This blog is a summary of a statement from the Mental Health Foundation of NZ (20 March, 2019) following the terrorist attack. We thought it was so good we would put a shorter version on our website.

Following the 15th March’s appalling terrorist attack, many people have suggested that the terrorist must have been mentally ill. It is perhaps comforting to think this but this answer is probably fiction. It wrongly connects mental distress with ‘violence’ or ‘threatening’ and ‘a risk to the community’ which is deeply troubling. The terrorist is an extremist but it is an unfair leap to assume we can blame mental illness for his actions. One, it lets ourselves and the country off the hook from reckoning with racism, white supremacy and the anti-immigrant sentiments that directly led to this attack. This is not part of mental illness. Two, people who live with mental health issues in NZ are already some of the most vulnerable people, recipients of prejudice and discrimination and incorrectly blamed for disproportionate amounts of violence.

In fact, people with mental illnesses are 14 x times more likely to be victims of violence than the average Kiwi.

There is however, a connection between this event and mental distress.

The connection is this: being on the receiving end of racism, discrimination, exclusion and bullying are all factors for mental distress.

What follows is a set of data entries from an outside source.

//! Exhaustive verification of quantum division circuits.
//!
//! For a divider of an `n`-bit dividend by an `m`-bit divisor every pair of a dividend in
//! `[0, 2^n)` and a non-zero divisor in `[1, 2^m)` is prepared as a computational basis state and
//! evolved through the circuit. The quotient and remainder are read back as the most probable
//! value of their fields' marginal distributions. Each pair is compared against integer division
//! and every failing pair is reported.

#![warn(clippy::pedantic)]
#![allow(clippy::module_name_repetitions)]
#![allow(clippy::missing_errors_doc)]
#![warn(missing_docs)]

mod error;
mod layout;
mod opts;
mod pipeline;
mod report;
pub mod utils;
mod verifier;

pub use error::*;
pub use layout::*;
pub use opts::*;
pub use pipeline::*;
pub use report::*;
pub use verifier::*;
use qdiv_simulator::SimulatorError;
use thiserror::Error;

use crate::MAX_OPERAND_WIDTH;

/// Fatal errors of the verification sweep. Wrong answers from the circuit are not errors.
#[derive(Error, Debug, Clone, PartialEq, Eq)]
pub enum VerifierError {
    /// An operand field is empty or wider than [`MAX_OPERAND_WIDTH`].
    #[error("{field} width {width} is outside 1..={max}", max = MAX_OPERAND_WIDTH)]
    OperandWidth {
        /// The operand field.
        field: &'static str,
        /// Its width in qubits.
        width: usize,
    },
    /// The circuit lacks one of the divider's named registers.
    #[error("circuit has no {0} register")]
    MissingRegister(&'static str),
    /// An output field is too narrow to hold every correct answer.
    #[error("{field} field holds {found} qubits, needs at least {min}")]
    FieldWidth {
        /// The output field.
        field: &'static str,
        /// The smallest width that fits every answer.
        min: usize,
        /// Its actual width.
        found: usize,
    },
    /// A field reaches past the last qubit of the state.
    #[error("{field} field ends at qubit {end} but the state has {num_qubits} qubits")]
    FieldOutOfRange {
        /// The field.
        field: &'static str,
        /// The exclusive end of its range.
        end: usize,
        /// The number of qubits of the state.
        num_qubits: usize,
    },
    /// Two input fields or two output fields share a qubit.
    #[error("{0} and {1} fields overlap")]
    OverlappingFields(&'static str, &'static str),
    /// An operand does not fit its field.
    #[error("operand {value} does not fit in {width} bits")]
    OperandOutOfRange {
        /// The operand.
        value: u64,
        /// The width of its field.
        width: usize,
    },
    /// The operator and the layout disagree on the number of qubits.
    #[error("operator acts on {found} qubits but the layout needs {expected}")]
    DimensionMismatch {
        /// The layout's number of qubits.
        expected: usize,
        /// The operator's number of qubits.
        found: usize,
    },
    /// The simulator rejected a state or a gate.
    #[error("simulation failed: {0}")]
    Simulator(#[from] SimulatorError),
}
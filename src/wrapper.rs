//! Runner program executed by the child interpreter.
//!
//! The runner configures matplotlib (when installed) for off-screen
//! rendering, turns `plt.show()` into "save every open figure", executes the
//! submission from `SUBMISSION_FILE` in a fresh namespace, and saves any
//! figures still open afterwards.

/// File the submission is written to inside the working directory
pub const SUBMISSION_FILE: &str = "submission.py";

/// File the runner program is written to inside the working directory
pub const RUNNER_FILE: &str = "runner.py";

/// Environment variable through which the runner learns its output directory
pub const OUTPUT_DIR_ENV: &str = "SANDBOX_OUTPUT_DIR";

/// Extension of the images the runner produces
pub const IMAGE_EXTENSION: &str = "png";

/// Rendering settings for saved figures
#[derive(Debug, Clone)]
pub struct PlotSettings {
    pub dpi: u32,
    pub face_color: String,
}

impl Default for PlotSettings {
    fn default() -> Self {
        Self {
            dpi: 150,
            face_color: "white".to_string(),
        }
    }
}

/// Build the runner program.
///
/// Figures are saved as `plot_000001.png`, `plot_000002.png`, ... so that sorting
/// file names reproduces creation order.
pub fn build_runner(settings: &PlotSettings) -> String {
    format!(
        r#"import os
import sys

_output_dir = os.environ["{output_env}"]
_plot_counter = [0]

try:
    import matplotlib
    matplotlib.use("Agg")
    import matplotlib.pyplot as _plt
except ImportError:
    _plt = None


def _save_open_figures(*args, **kwargs):
    for _num in _plt.get_fignums():
        _fig = _plt.figure(_num)
        _plot_counter[0] += 1
        _path = os.path.join(_output_dir, "plot_%06d.{ext}" % _plot_counter[0])
        _fig.savefig(_path, dpi={dpi}, bbox_inches="tight", facecolor="{face}")
    _plt.close("all")


if _plt is not None:
    _plt.show = _save_open_figures

with open("{submission}", encoding="utf-8") as _f:
    _source = _f.read()

try:
    exec(compile(_source, "{submission}", "exec"), {{"__name__": "__main__"}})
finally:
    if _plt is not None and _plt.get_fignums():
        _save_open_figures()
"#,
        output_env = OUTPUT_DIR_ENV,
        ext = IMAGE_EXTENSION,
        dpi = settings.dpi,
        face = settings.face_color,
        submission = SUBMISSION_FILE,
    )
}

#[cfg(test)]
mod tests {
    use super::*;

    #[test]
    fn test_runner_contents() {
        let runner = build_runner(&PlotSettings::default());
        assert!(runner.contains("matplotlib.use(\"Agg\")"));
        assert!(runner.contains("_plt.show = _save_open_figures"));
        assert!(runner.contains("os.environ[\"SANDBOX_OUTPUT_DIR\"]"));
        assert!(runner.contains("\"plot_%06d.png\""));
        assert!(runner.contains("dpi=150"));
        assert!(runner.contains("compile(_source, \"submission.py\", \"exec\")"));
        assert!(runner.contains("{\"__name__\": \"__main__\"}"));
        // Missing matplotlib must not be fatal
        assert!(runner.contains("except ImportError:"));
    }

    #[test]
    fn test_custom_settings() {
        let runner = build_runner(&PlotSettings {
            dpi: 72,
            face_color: "black".to_string(),
        });
        assert!(runner.contains("dpi=72"));
        assert!(runner.contains("facecolor=\"black\""));
    }
}
use crate::analyzer::Validation;
use async_trait::async_trait;
use serde::{Deserialize, Serialize};

/// How an execution request ended
#[derive(Debug, Clone, Copy, Serialize, Deserialize, PartialEq, Eq)]
#[serde(rename_all = "snake_case")]
pub enum ExecutionStatus {
    /// The script ran and exited successfully
    Succeeded,
    /// Syntax error or policy violation; nothing was executed
    Rejected,
    /// The script ran and exited unsuccessfully
    RuntimeFailure,
    /// The script exceeded the deadline and was killed
    TimedOut,
    /// The host failed to run the script (spawn, filesystem, ...)
    InternalFault,
}

/// Result returned to the orchestration layer for one request
#[derive(Debug, Clone, Serialize, Deserialize, PartialEq, Eq)]
pub struct ExecutionResult {
    pub success: bool,
    pub status: ExecutionStatus,
    pub stdout: String,
    pub stderr: String,
    /// Resource paths of produced images, in creation order
    pub artifacts: Vec<String>,
    /// Empty when the submission was rejected
    pub execution_id: String,
    /// Validator output; non-empty only for rejected submissions
    pub validation_errors: Vec<String>,
    /// Host-level failure messages (timeout, internal fault)
    pub errors: Vec<String>,
}

impl ExecutionResult {
    pub fn rejected(validation: &Validation) -> Self {
        Self {
            success: false,
            status: ExecutionStatus::Rejected,
            stdout: String::new(),
            stderr: String::new(),
            artifacts: Vec::new(),
            execution_id: String::new(),
            validation_errors: validation.errors(),
            errors: Vec::new(),
        }
    }

    pub fn completed(
        execution_id: String,
        exited_ok: bool,
        stdout: String,
        stderr: String,
        artifacts: Vec<String>,
    ) -> Self {
        Self {
            success: exited_ok,
            status: if exited_ok {
                ExecutionStatus::Succeeded
            } else {
                ExecutionStatus::RuntimeFailure
            },
            stdout,
            stderr,
            artifacts,
            execution_id,
            validation_errors: Vec::new(),
            errors: Vec::new(),
        }
    }

    pub fn timed_out(execution_id: String, timeout_seconds: u64, artifacts: Vec<String>) -> Self {
        let message = format!("Execution timed out after {} seconds.", timeout_seconds);
        Self {
            success: false,
            status: ExecutionStatus::TimedOut,
            stdout: String::new(),
            stderr: message.clone(),
            artifacts,
            execution_id,
            validation_errors: Vec::new(),
            errors: vec![message],
        }
    }

    pub fn faulted(execution_id: String, message: String) -> Self {
        Self {
            success: false,
            status: ExecutionStatus::InternalFault,
            stdout: String::new(),
            stderr: message.clone(),
            artifacts: Vec::new(),
            execution_id,
            validation_errors: Vec::new(),
            errors: vec![message],
        }
    }
}

/// The contract the orchestration layer depends on
#[async_trait]
pub trait CodeEngine: Send + Sync {
    /// Statically check a submission without running it
    fn validate(&self, code: &str) -> Validation;

    /// Validate, then run the submission if it was accepted
    async fn execute(&self, code: &str) -> ExecutionResult;
}

#[cfg(test)]
mod tests {
    use super::*;
    use crate::analyzer::analyze_code;
    use crate::policy::SandboxPolicy;

    #[test]
    fn test_rejected_has_no_execution() {
        let validation = analyze_code("import os", &SandboxPolicy::default());
        let result = ExecutionResult::rejected(&validation);
        assert!(!result.success);
        assert_eq!(result.status, ExecutionStatus::Rejected);
        assert!(result.execution_id.is_empty());
        assert!(result.stdout.is_empty());
        assert!(result.artifacts.is_empty());
        assert_eq!(result.validation_errors.len(), 1);
    }

    #[test]
    fn test_timeout_message() {
        let result = ExecutionResult::timed_out("abc".to_string(), 30, Vec::new());
        assert_eq!(result.status, ExecutionStatus::TimedOut);
        assert_eq!(result.stderr, "Execution timed out after 30 seconds.");
        assert_eq!(result.errors, vec![result.stderr.clone()]);
        assert!(result.validation_errors.is_empty());
    }

    #[test]
    fn test_status_serializes_snake_case() {
        let result = ExecutionResult::completed(
            "id".to_string(),
            false,
            String::new(),
            "ZeroDivisionError".to_string(),
            Vec::new(),
        );
        let json = serde_json::to_value(&result).unwrap();
        assert_eq!(json["status"], "runtime_failure");
        assert_eq!(json["success"], false);
    }
}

They all contribute to suicide. Here is one thing we can do: GIVE NOTHING TO RACISM. Casual racism emboldens extremists and puts minorities at risk. The burden this places on their mental health cannot be overstated. We cannot and will not see fewer people experiencing mental illness or lower suicide rates unless we do something about racism and discrimination. Until people feel able to be their whole selves, express their identity, faith and culture without judgment, fear or discrimination.